IMPORTANCE: Despite common goals of frontal sinus fracture treatment (restoring forehead contour and creating a safe sinus), there remains significant variability in evaluation and treatment.
OBJECTIVE: To describe our experience with a minimally disruptive treatment protocol for the treatment of frontal sinus fractures. DESIGN, SETTING, AND PARTICIPANTS: Analysis of prospectively collected data from 2010 through 2015 at a level 1 trauma center. All patients with frontal sinus fractures treated with our protocol from January 2010 to December 2015. Patients with poor follow-up and/or incomplete medical records were excluded from analysis. MAIN OUTCOMES AND MEASURES: Presence of an aerated frontal sinus and aesthetically acceptable forehead contour. Secondary outcome measures were complications related to frontal sinus fractures.

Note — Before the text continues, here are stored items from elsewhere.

//
// Copyright (C) 2023 Ariel Abreu
//
// This Source Code Form is subject to the terms of the Mozilla Public
// License, v. 2.0. If a copy of the MPL was not distributed with this
// file, You can obtain one at http://mozilla.org/MPL/2.0/.
//

use std::{
	collections::{HashMap, HashSet},
	iter::Peekable,
	str::Chars,
};

use lazy_static::lazy_static;
use octet_isa::{AluOp, BitwiseOp, JumpCondition, Register, UnaryOp, HALT_MNEMONIC};
use tracing::trace;

use crate::{AssemblyError, LexError, SyntaxError};

lazy_static! {
	static ref MNEMONICS: HashSet<&'static str> = {
		let mut set = HashSet::new();
		set.extend(AluOp::ALL.iter().map(|op| op.mnemonic()));
		set.extend(BitwiseOp::ALL.iter().map(|op| op.mnemonic()));
		set.extend(UnaryOp::ALL.iter().map(|op| op.mnemonic()));
		set.extend(JumpCondition::ALL.iter().map(|cond| cond.mnemonic()));
		set.insert(HALT_MNEMONIC);
		set
	};
	static ref REGISTERS: HashMap<&'static str, Register> =
		Register::ALL.into_iter().map(|reg| (reg.name(), reg)).collect();
}

#[derive(Debug, Clone, PartialEq, Eq)]
pub enum TokenKind {
	Mnemonic(String),
	Register(Register),
	Number(i64),
	/// Label name without the `@` and the trailing `:`.
	Label(String),
	Comma,
	Newline,
}

#[derive(Debug, Clone, PartialEq, Eq)]
pub struct Token {
	pub kind: TokenKind,
	/// 1-based source line.
	pub line: usize,
}

pub fn is_mnemonic(lexeme: &str) -> bool {
	MNEMONICS.contains(lexeme)
}

pub fn lex(source: &str) -> Result<Vec<Token>, AssemblyError> {
	let tokens = Lexer::new(source).run()?;
	trace!(count = tokens.len(), "lexed source");
	Ok(tokens)
}

struct Lexer<'a> {
	chars: Peekable<Chars<'a>>,
	line: usize,
	tokens: Vec<Token>,
}

fn is_delimiter(c: char) -> bool {
	matches!(c, ' ' | '\t' | '\r' | '\n' | ',' | ';' | '#' | '@')
}

impl<'a> Lexer<'a> {
	fn new(source: &'a str) -> Self {
		Self {
			chars: source.chars().peekable(),
			line: 1,
			tokens: Vec::new(),
		}
	}

	fn run(mut self) -> Result<Vec<Token>, AssemblyError> {
		while let Some(c) = self.chars.next() {
			match c {
				' ' | '\t' | '\r' => {},
				'\n' => {
					self.push(TokenKind::Newline);
					self.line += 1;
				},
				';' => self.skip_comment(),
				',' => self.push(TokenKind::Comma),
				'#' => {
					let value = self.number()?;
					self.push(TokenKind::Number(value));
				},
				'@' => {
					let name = self.label()?;
					self.push(TokenKind::Label(name));
				},
				c => {
					let kind = self.word(c)?;
					self.push(kind);
				},
			}
		}

		Ok(self.tokens)
	}

	fn push(&mut self, kind: TokenKind) {
		self.tokens.push(Token {
			kind,
			line: self.line,
		});
	}

	fn lex_error(&self, kind: LexError) -> AssemblyError {
		AssemblyError::Lex {
			line: self.line,
			kind,
		}
	}

	fn syntax_error(&self, kind: SyntaxError) -> AssemblyError {
		AssemblyError::Syntax {
			line: self.line,
			kind,
		}
	}

	/// Leaves the terminating newline in place so it still produces a token.
	fn skip_comment(&mut self) {
		while self.chars.next_if(|c| *c != '\n').is_some() {}
	}

	fn number(&mut self) -> Result<i64, AssemblyError> {
		let mut literal = String::new();
		if self.chars.next_if_eq(&'-').is_some() {
			literal.push('-');
		}
		while let Some(digit) = self.chars.next_if(char::is_ascii_digit) {
			literal.push(digit);
		}

		match literal.as_str() {
			"" => Err(self.syntax_error(SyntaxError::MissingNumber)),
			"-" => Err(self.syntax_error(SyntaxError::MissingDigit)),
			_ => match literal.parse::<i64>() {
				Ok(value) => Ok(value),
				Err(_) => Err(self.syntax_error(SyntaxError::NumberOutOfRange(literal))),
			},
		}
	}

	fn label(&mut self) -> Result<String, AssemblyError> {
		let mut name = String::new();
		while let Some(c) = self.chars.next_if(|c| !matches!(c, '\n' | '\r')) {
			if c == ' ' || c == '\t' {
				return Err(self.lex_error(LexError::LabelWhitespace));
			}
			name.push(c);
		}

		// a label right after a mnemonic is a jump operand, where the colon is optional
		let is_operand = matches!(
			self.tokens.last(),
			Some(Token {
				kind: TokenKind::Mnemonic(_),
				..
			})
		);

		let name = match name.strip_suffix(':') {
			Some(stripped) => stripped.to_owned(),
			None if is_operand => name,
			None => return Err(self.lex_error(LexError::LabelMissingColon(name))),
		};

		if name.is_empty() {
			return Err(self.lex_error(LexError::EmptyLabel));
		}

		Ok(name)
	}

	fn word(&mut self, first: char) -> Result<TokenKind, AssemblyError> {
		let mut lexeme = String::from(first);
		while let Some(c) = self.chars.next_if(|c| !is_delimiter(*c)) {
			lexeme.push(c);
		}

		if is_mnemonic(&lexeme) {
			Ok(TokenKind::Mnemonic(lexeme))
		} else if let Some(reg) = REGISTERS.get(lexeme.as_str()) {
			Ok(TokenKind::Register(*reg))
		} else {
			Err(self.syntax_error(SyntaxError::InvalidLexeme(lexeme)))
		}
	}
}

#[cfg(test)]
mod tests {
	use super::*;

	fn kinds(source: &str) -> Vec<TokenKind> {
		lex(source)
			.unwrap()
			.into_iter()
			.map(|token| token.kind)
			.collect()
	}

	#[test]
	fn lexes_binary_instruction() {
		assert_eq!(
			kinds("movb #-12, r3\n"),
			vec![
				TokenKind::Mnemonic("movb".into()),
				TokenKind::Number(-12),
				TokenKind::Comma,
				TokenKind::Register(Register::R3),
				TokenKind::Newline,
			]
		);
	}

	#[test]
	fn prefers_longest_mnemonic() {
		assert_eq!(
			kinds("jge @a\njg @a"),
			vec![
				TokenKind::Mnemonic("jge".into()),
				TokenKind::Label("a".into()),
				TokenKind::Newline,
				TokenKind::Mnemonic("jg".into()),
				TokenKind::Label("a".into()),
			]
		);
	}

	#[test]
	fn comments_end_at_newline() {
		assert_eq!(
			kinds("halt ; stop here, r0\n\tprib r1"),
			vec![
				TokenKind::Mnemonic("halt".into()),
				TokenKind::Newline,
				TokenKind::Mnemonic("prib".into()),
				TokenKind::Register(Register::R1),
			]
		);
	}

	#[test]
	fn label_definitions_need_colon() {
		assert_eq!(
			kinds("@loop_start:\r\n"),
			vec![TokenKind::Label("loop_start".into()), TokenKind::Newline]
		);
		assert!(matches!(
			lex("@loop\n"),
			Err(AssemblyError::Lex {
				line: 1,
				kind: LexError::LabelMissingColon(_)
			})
		));
	}

	#[test]
	fn label_operands_may_keep_colon() {
		assert_eq!(
			kinds("jmp @end:"),
			vec![
				TokenKind::Mnemonic("jmp".into()),
				TokenKind::Label("end".into()),
			]
		);
	}

	#[test]
	fn rejects_whitespace_in_label() {
		assert!(matches!(
			lex("halt\n@my label:\n"),
			Err(AssemblyError::Lex {
				line: 2,
				kind: LexError::LabelWhitespace
			})
		));
		assert!(matches!(
			lex("@:"),
			Err(AssemblyError::Lex {
				kind: LexError::EmptyLabel,
				..
			})
		));
	}

	#[test]
	fn rejects_bad_numbers() {
		assert!(matches!(
			lex("prib #"),
			Err(AssemblyError::Syntax {
				kind: SyntaxError::MissingNumber,
				..
			})
		));
		assert!(matches!(
			lex("prib #x"),
			Err(AssemblyError::Syntax {
				kind: SyntaxError::MissingNumber,
				..
			})
		));
		assert!(matches!(
			lex("prib #-"),
			Err(AssemblyError::Syntax {
				kind: SyntaxError::MissingDigit,
				..
			})
		));
		assert!(matches!(
			lex("prib #99999999999999999999"),
			Err(AssemblyError::Syntax {
				kind: SyntaxError::NumberOutOfRange(_),
				..
			})
		));
	}

	#[test]
	fn rejects_unknown_lexemes() {
		match lex("movb #1, r0\nmovx r0, r1") {
			Err(AssemblyError::Syntax {
				line,
				kind: SyntaxError::InvalidLexeme(lexeme),
			}) => {
				assert_eq!(line, 2);
				assert_eq!(lexeme, "movx");
			},
			other => panic!("unexpected result: {:?}", other),
		}
		assert!(lex("r4").is_err());
		assert!(lex("jgx @a").is_err());
	}
}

RESULTS: A total of 39 patients were treated under our minimally disruptive protocol, and 25 patients were included in the study; 18 (72%) were male and 7 (28%) were female. Their ages ranged from 6 to 62 years. After review, 22 patients had both clinical and radiographic follow-up. No patients underwent immediate frontal sinus repair. Five of 22 patients underwent surgery for indications other than their frontal sinus fracture: 1 of 5 patients underwent immediate surgical repair due to bilateral LeFort fractures, and 4 of 5 underwent delayed surgery due to nasal polyps (1 patient), scar revision (1 patient), and concomitant LeFort fractures (2 patients). Two of 22 patients (9%) underwent frontal sinus repair after outpatient surveillance due to persistent cerebrospinal fluid leak (1 patient) and orbital roof fracture (1 patient). The remaining 20 patients were treated nonoperatively, and 19 of 20 (95%) had spontaneous improvement in opacification and/or contour deformity. Twelve of 20 patients (60%) had improvement or resolution in both. One patient had ongoing partial opacification and deformity at the 3-month follow-up but was asymptomatic and had bony contour that was aesthetically acceptable to the patient. There were no complications. The median of all follow-up was 3 months. CONCLUSIONS AND RELEVANCE: Frontal sinus fractures treated nonoperatively had a high rate of spontaneous ventilation and bony autoreduction with aesthetically acceptable frontal bone remodeling. There were no complications in the nonoperative group. The initial results of this study support further study of the safety and efficacy of a minimally disruptive protocol for frontal sinus fractures. LEVEL OF EVIDENCE: 4.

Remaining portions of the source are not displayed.